Beginning with the line that holds "# User configuration" in the data below, give again every line through the one that holds "pub const CONFIG_FILE: &str", exactly as written.

** Opening EXERCISE INPUT block **

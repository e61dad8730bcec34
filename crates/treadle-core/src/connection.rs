//! Port names and point-to-point connections.
//!
//! A [`Connection`] joins two ports of the external graph. Connections are
//! compared as unordered pairs: `a -> b` and `b -> a` name the same link, so
//! they hash and compare equal. The direction written in the definition file
//! is kept and used as the argument order for graph calls.

use std::fmt;
use std::hash::{Hash, Hasher};

/// Returns true if `c` may appear in a port name.
///
/// Definition files accept ASCII letters, digits, `_` and `:`. Anything else
/// on a definition line makes it malformed.
#[inline]
pub const fn is_port_char(c: char) -> bool {
    c.is_ascii_alphanumeric() || c == '_' || c == ':'
}

/// A port identifier in the graph's namespace, e.g. `system:capture_1`.
#[derive(Debug, Clone, PartialEq, Eq, Hash, PartialOrd, Ord)]
pub struct PortName(String);

impl PortName {
    /// Creates a port name without validating its characters.
    ///
    /// Graph backends report names that may contain characters definition
    /// files cannot express (spaces, dots), so only the definition parser
    /// enforces [`is_port_char`]. Use [`PortName::parse`] for checked input.
    pub fn new(name: impl Into<String>) -> Self {
        Self(name.into())
    }

    /// Parses a port name, returning the first offending character on failure.
    pub fn parse(name: &str) -> Result<Self, char> {
        match name.chars().find(|&c| !is_port_char(c)) {
            Some(bad) => Err(bad),
            None => Ok(Self(name.to_owned())),
        }
    }

    /// Returns the name as a string slice.
    pub fn as_str(&self) -> &str {
        &self.0
    }

    /// Returns the client part of the name (text before the first `:`).
    pub fn client(&self) -> &str {
        self.0.split_once(':').map_or(self.0.as_str(), |(client, _)| client)
    }
}

impl fmt::Display for PortName {
    fn fmt(&self, f: &mut fmt::Formatter<'_>) -> fmt::Result {
        f.write_str(&self.0)
    }
}

impl AsRef<str> for PortName {
    fn as_ref(&self) -> &str {
        &self.0
    }
}

impl From<&str> for PortName {
    fn from(name: &str) -> Self {
        Self::new(name)
    }
}

impl From<String> for PortName {
    fn from(name: String) -> Self {
        Self(name)
    }
}

/// A link between two ports, compared as an unordered pair.
#[derive(Debug, Clone)]
pub struct Connection {
    source: PortName,
    destination: PortName,
}

impl Connection {
    /// Creates a connection from `source` to `destination`.
    pub fn new(source: impl Into<PortName>, destination: impl Into<PortName>) -> Self {
        Self {
            source: source.into(),
            destination: destination.into(),
        }
    }

    /// The port written first in the definition.
    pub fn source(&self) -> &PortName {
        &self.source
    }

    /// The port written second in the definition.
    pub fn destination(&self) -> &PortName {
        &self.destination
    }

    /// Returns the same link with its ports swapped.
    pub fn reversed(&self) -> Self {
        Self {
            source: self.destination.clone(),
            destination: self.source.clone(),
        }
    }

    /// Returns true if this connection touches `port`.
    pub fn involves(&self, port: &str) -> bool {
        self.source.as_str() == port || self.destination.as_str() == port
    }

    /// Direction-independent key: the two names in sorted order.
    fn key(&self) -> (&str, &str) {
        let (a, b) = (self.source.as_str(), self.destination.as_str());
        if a <= b { (a, b) } else { (b, a) }
    }
}

impl PartialEq for Connection {
    fn eq(&self, other: &Self) -> bool {
        self.key() == other.key()
    }
}

impl Eq for Connection {}

impl Hash for Connection {
    fn hash<H: Hasher>(&self, state: &mut H) {
        self.key().hash(state);
    }
}

impl fmt::Display for Connection {
    fn fmt(&self, f: &mut fmt::Formatter<'_>) -> fmt::Result {
        write!(f, "{} -> {}", self.source, self.destination)
    }
}
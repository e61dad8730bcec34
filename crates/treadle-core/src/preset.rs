//! Preset names and connection sets.

use std::collections::HashMap;
use std::fmt;
use std::str::FromStr;

use serde::{Deserialize, Serialize};

use crate::connection::{Connection, PortName};

/// One of the three presets a footswitch can select.
///
/// The set is closed: a preset that is not `A`, `B` or `C` cannot be named,
/// so lookups by `PresetName` never fail.
#[derive(Debug, Clone, Copy, PartialEq, Eq, Hash, PartialOrd, Ord, Serialize, Deserialize)]
pub enum PresetName {
    /// First switch.
    A,
    /// Second switch.
    B,
    /// Third switch.
    C,
}

impl PresetName {
    /// Number of presets.
    pub const COUNT: usize = 3;

    /// Every preset, in switch order.
    pub const ALL: [PresetName; Self::COUNT] = [PresetName::A, PresetName::B, PresetName::C];

    /// Zero-based position of this preset.
    #[inline]
    pub const fn index(self) -> usize {
        match self {
            PresetName::A => 0,
            PresetName::B => 1,
            PresetName::C => 2,
        }
    }

    /// The preset's letter, also used as its definition file name.
    pub const fn as_char(self) -> char {
        match self {
            PresetName::A => 'A',
            PresetName::B => 'B',
            PresetName::C => 'C',
        }
    }

    /// File name of this preset's definition inside the pedals directory.
    pub const fn file_name(self) -> &'static str {
        match self {
            PresetName::A => "A",
            PresetName::B => "B",
            PresetName::C => "C",
        }
    }

    /// Parses a preset letter, ignoring case.
    pub fn from_char(c: char) -> Option<Self> {
        match c.to_ascii_uppercase() {
            'A' => Some(PresetName::A),
            'B' => Some(PresetName::B),
            'C' => Some(PresetName::C),
            _ => None,
        }
    }
}

impl fmt::Display for PresetName {
    fn fmt(&self, f: &mut fmt::Formatter<'_>) -> fmt::Result {
        f.write_str(self.file_name())
    }
}

/// Error returned when a string does not name a preset.
#[derive(Debug, Clone, PartialEq, Eq, thiserror::Error)]
#[error("unknown preset '{0}' (expected A, B or C)")]
pub struct UnknownPreset(pub String);

impl FromStr for PresetName {
    type Err = UnknownPreset;

    fn from_str(s: &str) -> Result<Self, Self::Err> {
        let trimmed = s.trim();
        let mut chars = trimmed.chars();
        match (chars.next(), chars.next()) {
            (Some(c), None) => Self::from_char(c).ok_or_else(|| UnknownPreset(s.to_owned())),
            _ => Err(UnknownPreset(s.to_owned())),
        }
    }
}

/// A named, ordered set of connections.
///
/// Connections keep definition order (graph calls follow it) and are unique
/// under unordered-pair equality.
#[derive(Debug, Clone)]
pub struct Preset {
    name: PresetName,
    connections: Vec<Connection>,
    /// Position of each connection in `connections`.
    index: HashMap<Connection, usize>,
}

impl Preset {
    /// Creates an empty preset.
    pub fn new(name: PresetName) -> Self {
        Self {
            name,
            connections: Vec::new(),
            index: HashMap::new(),
        }
    }

    /// Builder-style helper that adds a connection, ignoring duplicates.
    pub fn with_connection(mut self, source: impl Into<PortName>, destination: impl Into<PortName>) -> Self {
        let _ = self.try_insert(Connection::new(source, destination));
        self
    }

    /// Adds a connection.
    ///
    /// Returns the position of the existing equal connection if it is already
    /// present; the preset is unchanged in that case.
    pub fn try_insert(&mut self, connection: Connection) -> Result<usize, usize> {
        if let Some(&existing) = self.index.get(&connection) {
            return Err(existing);
        }
        let position = self.connections.len();
        self.index.insert(connection.clone(), position);
        self.connections.push(connection);
        Ok(position)
    }

    /// The preset's name.
    pub fn name(&self) -> PresetName {
        self.name
    }

    /// Connections in definition order.
    pub fn connections(&self) -> &[Connection] {
        &self.connections
    }

    /// Iterates over connections in definition order.
    pub fn iter(&self) -> std::slice::Iter<'_, Connection> {
        self.connections.iter()
    }

    /// Returns true if the preset contains `connection` in either direction.
    pub fn contains(&self, connection: &Connection) -> bool {
        self.index.contains_key(connection)
    }

    /// Number of connections.
    pub fn len(&self) -> usize {
        self.connections.len()
    }

    /// Returns true if the preset has no connections.
    pub fn is_empty(&self) -> bool {
        self.connections.is_empty()
    }

    /// Returns true if both presets hold the same connection set, regardless
    /// of order, direction or name.
    pub fn same_connections(&self, other: &Preset) -> bool {
        self.len() == other.len() && self.iter().all(|c| other.contains(c))
    }
}

impl<'a> IntoIterator for &'a Preset {
    type Item = &'a Connection;
    type IntoIter = std::slice::Iter<'a, Connection>;

    fn into_iter(self) -> Self::IntoIter {
        self.iter()
    }
}
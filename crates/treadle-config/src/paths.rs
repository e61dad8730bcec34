//! Platform paths and the on-disk layout of a treadle installation.
//!
//! # Installation root
//!
//! ```text
//! <root>/
//! ├── .driver.pid      pid of the running daemon
//! └── PEDALS/
//!     ├── A, B, C      preset definitions (often symlinks into the pedal files)
//!     ├── .LIST        pedal boards
//!     ├── .PEDAL       active preset letter, written by the daemon
//!     └── <pedal>...   pedal files a board can point A, B, C at
//! ```
//!
//! # User configuration
//!
//! - Linux: `~/.config/treadle/treadle.toml`
//! - macOS: `~/Library/Application Support/treadle/treadle.toml`

use std::env;
use std::path::{Path, PathBuf};

use treadle_core::PresetName;

/// Application name used for directory paths.
const APP_NAME: &str = "treadle";

/// Configuration file name.
pub const CONFIG_FILE: &str = "treadle.toml";

/// Environment variable naming a configuration file.
pub const CONFIG_ENV: &str = "TREADLE_CONFIG";

/// Environment variable naming the installation root.
pub const ROOT_ENV: &str = "PATH_MI_ROOT";

/// Directory under the root holding definitions and state.
pub const PEDALS_DIR: &str = "PEDALS";

/// Returns the user-specific configuration directory.
///
/// Returns a fallback path if the config directory cannot be determined.
pub fn user_config_dir() -> PathBuf {
    dirs::config_dir()
        .unwrap_or_else(|| PathBuf::from("."))
        .join(APP_NAME)
}

/// Returns the default configuration file path.
pub fn default_config_path() -> PathBuf {
    user_config_dir().join(CONFIG_FILE)
}

/// Returns the installation root named by `$PATH_MI_ROOT`, if set.
pub fn root_from_env() -> Option<PathBuf> {
    env::var_os(ROOT_ENV).filter(|v| !v.is_empty()).map(PathBuf::from)
}

/// Well-known files under an installation root.
#[derive(Debug, Clone, PartialEq, Eq)]
pub struct Layout {
    root: PathBuf,
}

impl Layout {
    /// Creates a layout rooted at `root`.
    pub fn new(root: impl Into<PathBuf>) -> Self {
        Self { root: root.into() }
    }

    /// The installation root.
    pub fn root(&self) -> &Path {
        &self.root
    }

    /// `<root>/PEDALS`
    pub fn pedals_dir(&self) -> PathBuf {
        self.root.join(PEDALS_DIR)
    }

    /// Definition file of one preset.
    pub fn definition_path(&self, preset: PresetName) -> PathBuf {
        self.pedals_dir().join(preset.file_name())
    }

    /// A pedal file by name.
    pub fn pedal_path(&self, pedal: &str) -> PathBuf {
        self.pedals_dir().join(pedal)
    }

    /// The pedal board list.
    pub fn board_list_path(&self) -> PathBuf {
        self.pedals_dir().join(".LIST")
    }

    /// The active-preset file.
    pub fn active_preset_path(&self) -> PathBuf {
        self.pedals_dir().join(".PEDAL")
    }

    /// The daemon pid file.
    pub fn pid_path(&self) -> PathBuf {
        self.root.join(".driver.pid")
    }
}
//! Channel-backed footswitch input.
//!
//! Device readers run on their own threads and push samples into a
//! [`SampleSender`]. The control thread waits on the matching
//! [`ChannelInput`], which also listens to a [`Waker`] so signal handlers can
//! cut a wait short.

use std::time::Duration;

use crossbeam_channel::{Receiver, Sender, bounded, select, unbounded};
use treadle_platform::{DeviceError, InputSource, KeyBitmap};

type Sample = Result<KeyBitmap, DeviceError>;

/// Producer half: used by reader threads.
#[derive(Debug, Clone)]
pub struct SampleSender(Sender<Sample>);

impl SampleSender {
    /// Delivers a sample. Returns false if the input has been dropped.
    pub fn send(&self, sample: KeyBitmap) -> bool {
        self.0.send(Ok(sample)).is_ok()
    }

    /// Delivers a device failure. Returns false if the input has been dropped.
    pub fn fail(&self, error: DeviceError) -> bool {
        self.0.send(Err(error)).is_ok()
    }
}

/// Interrupts a pending [`ChannelInput`] wait.
#[derive(Debug, Clone)]
pub struct Waker(Sender<()>);

impl Waker {
    /// Wakes the waiting control thread. Wakes that arrive while one is
    /// already pending collapse into it.
    pub fn wake(&self) {
        let _ = self.0.try_send(());
    }
}

/// Consumer half: an [`InputSource`] for the control thread.
///
/// Once every [`SampleSender`] is dropped and the queue is drained, waits
/// report [`DeviceError::EndOfInput`].
#[derive(Debug)]
pub struct ChannelInput {
    samples: Receiver<Sample>,
    wake_rx: Receiver<()>,
    wake_tx: Sender<()>,
}

/// Creates a connected sender/input pair.
pub fn channel_input() -> (SampleSender, ChannelInput) {
    let (tx, rx) = unbounded();
    let (wake_tx, wake_rx) = bounded(1);
    (
        SampleSender(tx),
        ChannelInput {
            samples: rx,
            wake_rx,
            wake_tx,
        },
    )
}

impl ChannelInput {
    /// A handle that interrupts waits on this input.
    pub fn waker(&self) -> Waker {
        Waker(self.wake_tx.clone())
    }
}

impl InputSource for ChannelInput {
    fn sample_key_bitmap(&mut self, timeout: Duration) -> Result<Option<KeyBitmap>, DeviceError> {
        select! {
            recv(self.samples) -> msg => match msg {
                Ok(sample) => sample.map(Some),
                Err(_) => Err(DeviceError::EndOfInput),
            },
            recv(self.wake_rx) -> _ => Ok(None),
            default(timeout) => Ok(None),
        }
    }
}

#[cfg(test)]
mod tests {
    use super::*;
    use std::thread;
    use std::time::Instant;
    use treadle_platform::keys;

    const WAIT: Duration = Duration::from_millis(20);

    #[test]
    fn test_delivers_samples_in_order() {
        let (tx, mut input) = channel_input();
        assert!(tx.send(KeyBitmap::from_codes([keys::KEY_A])));
        assert!(tx.send(KeyBitmap::from_codes([keys::KEY_B])));
        let first = input.sample_key_bitmap(WAIT).unwrap().unwrap();
        let second = input.sample_key_bitmap(WAIT).unwrap().unwrap();
        assert!(first.contains(keys::KEY_A));
        assert!(second.contains(keys::KEY_B));
    }

    #[test]
    fn test_timeout_returns_none() {
        let (_tx, mut input) = channel_input();
        assert_eq!(input.sample_key_bitmap(WAIT), Ok(None));
    }

    #[test]
    fn test_wake_interrupts_long_wait() {
        let (_tx, mut input) = channel_input();
        let waker = input.waker();
        let handle = thread::spawn(move || {
            thread::sleep(Duration::from_millis(20));
            waker.wake();
        });
        let started = Instant::now();
        assert_eq!(input.sample_key_bitmap(Duration::from_secs(30)), Ok(None));
        assert!(started.elapsed() < Duration::from_secs(10));
        handle.join().unwrap();
    }

    #[test]
    fn test_repeated_wakes_collapse() {
        let (_tx, mut input) = channel_input();
        let waker = input.waker();
        waker.wake();
        waker.wake();
        waker.wake();
        assert_eq!(input.sample_key_bitmap(WAIT), Ok(None));
        // The extra wakes were dropped, so this wait runs to its timeout.
        let started = Instant::now();
        assert_eq!(input.sample_key_bitmap(WAIT), Ok(None));
        assert!(started.elapsed() >= WAIT);
    }

    #[test]
    fn test_device_failure_is_forwarded() {
        let (tx, mut input) = channel_input();
        tx.fail(DeviceError::Disconnected("unplugged".into()));
        assert_eq!(
            input.sample_key_bitmap(WAIT),
            Err(DeviceError::Disconnected("unplugged".into()))
        );
    }

    #[test]
    fn test_dropped_sender_ends_input_after_drain() {
        let (tx, mut input) = channel_input();
        tx.send(KeyBitmap::new());
        drop(tx);
        assert_eq!(input.sample_key_bitmap(WAIT), Ok(Some(KeyBitmap::new())));
        assert_eq!(input.sample_key_bitmap(WAIT), Err(DeviceError::EndOfInput));
    }
}
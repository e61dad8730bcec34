//! Linux evdev footswitch reader.
//!
//! The footswitch shows up as a keyboard. A reader thread blocks on the
//! device; after each batch of events it snapshots the held-key state
//! (`EVIOCGKEY`) and sends it as one sample.
//!
//! Enable with: `cargo build --features evdev`

use std::path::Path;
use std::thread::{self, JoinHandle};

use evdev::Device;
use treadle_platform::{DeviceError, KeyBitmap, KeyCode};

use crate::channel::SampleSender;

/// Opens `path` and starts a reader thread feeding `sender`.
///
/// Fails immediately if the device cannot be opened. Later read failures
/// are delivered through the channel and end the thread.
pub fn spawn_evdev_reader(path: impl AsRef<Path>, sender: SampleSender) -> Result<JoinHandle<()>, DeviceError> {
    let device_name = path.as_ref().display().to_string();
    let read_error = |reason: String| DeviceError::Read {
        device: device_name.clone(),
        reason,
    };

    let mut device = Device::open(path.as_ref()).map_err(|e| read_error(e.to_string()))?;
    tracing::info!(
        device = %device_name,
        name = device.name().unwrap_or("unnamed"),
        "opened footswitch"
    );

    let thread_name = device_name.clone();
    thread::Builder::new()
        .name("treadle-evdev".into())
        .spawn(move || {
            loop {
                if let Err(e) = device.fetch_events().map(Iterator::count) {
                    sender.fail(DeviceError::Read {
                        device: thread_name,
                        reason: e.to_string(),
                    });
                    return;
                }
                let held = match device.get_key_state() {
                    Ok(keys) => keys.iter().map(|key| KeyCode::new(key.code())).collect::<KeyBitmap>(),
                    Err(e) => {
                        sender.fail(DeviceError::Read {
                            device: thread_name,
                            reason: e.to_string(),
                        });
                        return;
                    }
                };
                if !sender.send(held) {
                    return;
                }
            }
        })
        .map_err(|e| read_error(e.to_string()))
}
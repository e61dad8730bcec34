//! Live graph port listing.

use clap::Args;

use super::common::{GlobalArgs, Settings, open_graph};

#[derive(Args)]
pub struct PortsArgs {
    /// Only ports whose name matches this pattern
    #[arg(long, value_name = "PATTERN")]
    owner: Option<String>,

    /// Only ports whose type matches this pattern
    #[arg(long = "type", value_name = "PATTERN")]
    port_type: Option<String>,
}

pub fn run(args: PortsArgs, global: &GlobalArgs) -> anyhow::Result<()> {
    let settings = Settings::load(global)?;
    let graph = open_graph(&settings.config.client_name)?;
    let ports = graph.list_ports(args.owner.as_deref(), args.port_type.as_deref());
    if ports.is_empty() {
        println!("(no matching ports)");
    }
    for port in ports {
        println!("{port}");
    }
    Ok(())
}
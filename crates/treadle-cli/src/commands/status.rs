//! Daemon status from its state files.

use clap::Args;
use serde::Serialize;
use treadle_config::{ConfigError, daemon_alive, read_active_preset, read_pid};
use treadle_core::PresetName;

use super::common::{GlobalArgs, Settings};

#[derive(Args)]
pub struct StatusArgs {
    /// Print machine-readable JSON
    #[arg(long)]
    json: bool,
}

#[derive(Debug, Serialize)]
struct Status {
    root: String,
    active: Option<PresetName>,
    pid: Option<i32>,
    running: bool,
}

pub fn run(args: StatusArgs, global: &GlobalArgs) -> anyhow::Result<()> {
    let settings = Settings::load(global)?;
    let layout = &settings.layout;

    let active = read_active_preset(layout.active_preset_path())?;
    let pid = match read_pid(layout.pid_path()) {
        Ok(pid) => Some(pid),
        Err(e) if e.is_not_found() => None,
        Err(e) => return Err(e.into()),
    };
    let running = pid.is_some() && daemon_alive(layout.pid_path()).unwrap_or_else(|e: ConfigError| {
        tracing::debug!(error = %e, "could not check daemon liveness");
        false
    });

    let status = Status {
        root: layout.root().display().to_string(),
        active,
        pid,
        running,
    };

    if args.json {
        println!("{}", serde_json::to_string_pretty(&status)?);
        return Ok(());
    }

    println!("Root:    {}", status.root);
    match status.active {
        Some(preset) => println!("Active:  {preset}"),
        None => println!("Active:  (none)"),
    }
    match status.pid {
        Some(pid) if status.running => println!("Daemon:  running (pid {pid})"),
        Some(pid) => println!("Daemon:  not running (stale pid {pid})"),
        None => println!("Daemon:  not running"),
    }
    Ok(())
}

** Closing EXERCISE INPUT block **

_ANSWER TO THE EXERCISE:_
//! # User configuration
//!
//! - Linux: `~/.config/treadle/treadle.toml`
//! - macOS: `~/Library/Application Support/treadle/treadle.toml`

use std::env;
use std::path::{Path, PathBuf};

use treadle_core::PresetName;

/// Application name used for directory paths.
const APP_NAME: &str = "treadle";

/// Configuration file name.
pub const CONFIG_FILE: &str = "treadle.toml";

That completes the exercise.